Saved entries
[Start of Attachment]

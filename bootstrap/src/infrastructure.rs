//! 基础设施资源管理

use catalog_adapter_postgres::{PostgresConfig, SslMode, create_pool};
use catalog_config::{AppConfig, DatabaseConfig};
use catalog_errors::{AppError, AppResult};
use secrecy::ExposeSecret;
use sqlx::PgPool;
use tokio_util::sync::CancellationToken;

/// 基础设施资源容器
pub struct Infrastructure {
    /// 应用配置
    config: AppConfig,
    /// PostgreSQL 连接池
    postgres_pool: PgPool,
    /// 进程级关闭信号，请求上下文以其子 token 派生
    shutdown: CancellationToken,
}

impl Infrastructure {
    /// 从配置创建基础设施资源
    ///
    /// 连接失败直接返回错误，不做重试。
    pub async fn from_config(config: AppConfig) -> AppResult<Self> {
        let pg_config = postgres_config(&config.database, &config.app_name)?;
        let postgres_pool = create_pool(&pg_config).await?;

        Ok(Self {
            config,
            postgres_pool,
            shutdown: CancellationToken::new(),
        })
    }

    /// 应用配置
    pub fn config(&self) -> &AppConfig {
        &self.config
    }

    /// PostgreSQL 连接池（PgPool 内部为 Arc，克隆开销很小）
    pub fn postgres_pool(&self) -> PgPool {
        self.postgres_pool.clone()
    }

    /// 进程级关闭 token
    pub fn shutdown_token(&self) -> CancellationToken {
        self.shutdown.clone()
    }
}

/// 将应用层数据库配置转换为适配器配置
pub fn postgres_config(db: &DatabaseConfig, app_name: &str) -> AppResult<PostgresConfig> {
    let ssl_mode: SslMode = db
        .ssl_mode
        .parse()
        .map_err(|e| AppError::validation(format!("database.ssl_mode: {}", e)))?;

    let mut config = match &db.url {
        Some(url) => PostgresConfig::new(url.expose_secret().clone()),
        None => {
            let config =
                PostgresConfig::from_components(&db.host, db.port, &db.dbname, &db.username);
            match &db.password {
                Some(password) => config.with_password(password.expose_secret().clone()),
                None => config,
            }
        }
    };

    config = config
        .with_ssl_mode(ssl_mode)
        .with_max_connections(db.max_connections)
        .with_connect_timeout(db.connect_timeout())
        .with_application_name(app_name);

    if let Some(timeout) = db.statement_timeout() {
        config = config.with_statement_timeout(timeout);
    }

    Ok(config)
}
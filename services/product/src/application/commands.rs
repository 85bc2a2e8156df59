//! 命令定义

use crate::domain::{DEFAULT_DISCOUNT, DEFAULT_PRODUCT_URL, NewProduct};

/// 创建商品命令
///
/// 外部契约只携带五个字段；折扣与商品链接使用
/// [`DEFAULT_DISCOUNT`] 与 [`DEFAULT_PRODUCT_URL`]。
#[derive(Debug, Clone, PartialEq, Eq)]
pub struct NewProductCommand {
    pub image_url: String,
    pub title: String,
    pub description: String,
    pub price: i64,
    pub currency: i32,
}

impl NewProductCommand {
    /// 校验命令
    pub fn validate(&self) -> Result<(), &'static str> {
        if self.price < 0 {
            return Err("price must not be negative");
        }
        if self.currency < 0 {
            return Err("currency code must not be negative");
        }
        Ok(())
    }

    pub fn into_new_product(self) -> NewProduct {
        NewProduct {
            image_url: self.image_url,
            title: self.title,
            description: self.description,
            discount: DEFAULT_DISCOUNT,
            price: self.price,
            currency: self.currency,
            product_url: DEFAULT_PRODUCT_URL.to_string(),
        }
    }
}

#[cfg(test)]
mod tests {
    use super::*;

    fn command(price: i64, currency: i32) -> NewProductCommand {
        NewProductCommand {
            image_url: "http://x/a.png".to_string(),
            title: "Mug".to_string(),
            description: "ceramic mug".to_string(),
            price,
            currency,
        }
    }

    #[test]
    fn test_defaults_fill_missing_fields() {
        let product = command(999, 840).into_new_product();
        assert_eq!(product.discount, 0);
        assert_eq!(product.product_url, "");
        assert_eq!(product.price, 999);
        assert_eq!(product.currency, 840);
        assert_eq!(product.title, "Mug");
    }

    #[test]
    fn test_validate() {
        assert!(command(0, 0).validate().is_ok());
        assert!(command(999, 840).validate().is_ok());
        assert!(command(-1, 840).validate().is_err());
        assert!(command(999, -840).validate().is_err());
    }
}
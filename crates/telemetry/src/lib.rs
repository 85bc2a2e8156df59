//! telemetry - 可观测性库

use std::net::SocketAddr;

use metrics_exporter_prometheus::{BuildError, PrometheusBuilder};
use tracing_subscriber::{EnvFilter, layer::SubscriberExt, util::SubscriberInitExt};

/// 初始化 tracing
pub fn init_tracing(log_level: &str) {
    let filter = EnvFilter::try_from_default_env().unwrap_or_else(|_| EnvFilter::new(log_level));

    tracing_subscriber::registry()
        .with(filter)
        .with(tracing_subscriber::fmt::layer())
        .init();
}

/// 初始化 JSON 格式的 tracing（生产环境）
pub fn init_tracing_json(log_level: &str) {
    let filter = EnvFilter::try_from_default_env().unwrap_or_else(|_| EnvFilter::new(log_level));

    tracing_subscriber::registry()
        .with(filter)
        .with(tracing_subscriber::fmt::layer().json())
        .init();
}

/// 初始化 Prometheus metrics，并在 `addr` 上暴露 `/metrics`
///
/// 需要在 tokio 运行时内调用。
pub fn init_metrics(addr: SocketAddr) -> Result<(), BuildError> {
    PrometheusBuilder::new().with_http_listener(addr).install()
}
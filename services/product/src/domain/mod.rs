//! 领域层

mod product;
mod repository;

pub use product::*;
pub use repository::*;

[End of Attachment]

→ Aim of the exercise: What is needed here is every record above, repeated exactly.

→ Reply to the exercise:
filename bootstrap/src/infrastructure.rs
//! 基础设施资源管理

use catalog_adapter_postgres::{PostgresConfig, SslMode, create_pool};
use catalog_config::{AppConfig, DatabaseConfig};
use catalog_errors::{AppError, AppResult};
use secrecy::ExposeSecret;
use sqlx::PgPool;
use tokio_util::sync::CancellationToken;

/// 基础设施资源容器
pub struct Infrastructure {
    /// 应用配置
    config: AppConfig,
    /// PostgreSQL 连接池
    postgres_pool: PgPool,
    /// 进程级关闭信号，请求上下文以其子 token 派生
    shutdown: CancellationToken,
}

impl Infrastructure {
    /// 从配置创建基础设施资源
    ///
    /// 连接失败直接返回错误，不做重试。
    pub async fn from_config(config: AppConfig) -> AppResult<Self> {
        let pg_config = postgres_config(&config.database, &config.app_name)?;
        let postgres_pool = create_pool(&pg_config).await?;

        Ok(Self {
            config,
            postgres_pool,
            shutdown: CancellationToken::new(),
        })
    }

    /// 应用配置
    pub fn config(&self) -> &AppConfig {
        &self.config
    }

    /// PostgreSQL 连接池（PgPool 内部为 Arc，克隆开销很小）
    pub fn postgres_pool(&self) -> PgPool {
        self.postgres_pool.clone()
    }

    /// 进程级关闭 token
    pub fn shutdown_token(&self) -> CancellationToken {
        self.shutdown.clone()
    }
}

/// 将应用层数据库配置转换为适配器配置
pub fn postgres_config(db: &DatabaseConfig, app_name: &str) -> AppResult<PostgresConfig> {
    let ssl_mode: SslMode = db
        .ssl_mode
        .parse()
        .map_err(|e| AppError::validation(format!("database.ssl_mode: {}", e)))?;

    let mut config = match &db.url {
        Some(url) => PostgresConfig::new(url.expose_secret().clone()),
        None => {
            let config =
                PostgresConfig::from_components(&db.host, db.port, &db.dbname, &db.username);
            match &db.password {
                Some(password) => config.with_password(password.expose_secret().clone()),
                None => config,
            }
        }
    };

    config = config
        .with_ssl_mode(ssl_mode)
        .with_max_connections(db.max_connections)
        .with_connect_timeout(db.connect_timeout())
        .with_application_name(app_name);

    if let Some(timeout) = db.statement_timeout() {
        config = config.with_statement_timeout(timeout);
    }

    Ok(config)
}
filename services/product/src/application/commands.rs
repository 85bc2a2e8156df59
//! 命令定义

use crate::domain::{DEFAULT_DISCOUNT, DEFAULT_PRODUCT_URL, NewProduct};

/// 创建商品命令
///
/// 外部契约只携带五个字段；折扣与商品链接使用
/// [`DEFAULT_DISCOUNT`] 与 [`DEFAULT_PRODUCT_URL`]。
#[derive(Debug, Clone, PartialEq, Eq)]
pub struct NewProductCommand {
    pub image_url: String,
    pub title: String,
    pub description: String,
    pub price: i64,
    pub currency: i32,
}

impl NewProductCommand {
    /// 校验命令
    pub fn validate(&self) -> Result<(), &'static str> {
        if self.price < 0 {
            return Err("price must not be negative");
        }
        if self.currency < 0 {
            return Err("currency code must not be negative");
        }
        Ok(())
    }

    pub fn into_new_product(self) -> NewProduct {
        NewProduct {
            image_url: self.image_url,
            title: self.title,
            description: self.description,
            discount: DEFAULT_DISCOUNT,
            price: self.price,
            currency: self.currency,
            product_url: DEFAULT_PRODUCT_URL.to_string(),
        }
    }
}

#[cfg(test)]
mod tests {
    use super::*;

    fn command(price: i64, currency: i32) -> NewProductCommand {
        NewProductCommand {
            image_url: "http://x/a.png".to_string(),
            title: "Mug".to_string(),
            description: "ceramic mug".to_string(),
            price,
            currency,
        }
    }

    #[test]
    fn test_defaults_fill_missing_fields() {
        let product = command(999, 840).into_new_product();
        assert_eq!(product.discount, 0);
        assert_eq!(product.product_url, "");
        assert_eq!(product.price, 999);
        assert_eq!(product.currency, 840);
        assert_eq!(product.title, "Mug");
    }

    #[test]
    fn test_validate() {
        assert!(command(0, 0).validate().is_ok());
        assert!(command(999, 840).validate().is_ok());
        assert!(command(-1, 840).validate().is_err());
        assert!(command(999, -840).validate().is_err());
    }
}
filename crates/telemetry/src/lib.rs
repository 85bc2a2e8156df59
//! telemetry - 可观测性库

use std::net::SocketAddr;

use metrics_exporter_prometheus::{BuildError, PrometheusBuilder};
use tracing_subscriber::{EnvFilter, layer::SubscriberExt, util::SubscriberInitExt};

/// 初始化 tracing
pub fn init_tracing(log_level: &str) {
    let filter = EnvFilter::try_from_default_env().unwrap_or_else(|_| EnvFilter::new(log_level));

    tracing_subscriber::registry()
        .with(filter)
        .with(tracing_subscriber::fmt::layer())
        .init();
}

/// 初始化 JSON 格式的 tracing（生产环境）
pub fn init_tracing_json(log_level: &str) {
    let filter = EnvFilter::try_from_default_env().unwrap_or_else(|_| EnvFilter::new(log_level));

    tracing_subscriber::registry()
        .with(filter)
        .with(tracing_subscriber::fmt::layer().json())
        .init();
}

/// 初始化 Prometheus metrics，并在 `addr` 上暴露 `/metrics`
///
/// 需要在 tokio 运行时内调用。
pub fn init_metrics(addr: SocketAddr) -> Result<(), BuildError> {
    PrometheusBuilder::new().with_http_listener(addr).install()
}
filename services/product/src/domain/mod.rs
//! 领域层

mod product;
mod repository;

pub use product::*;
pub use repository::*;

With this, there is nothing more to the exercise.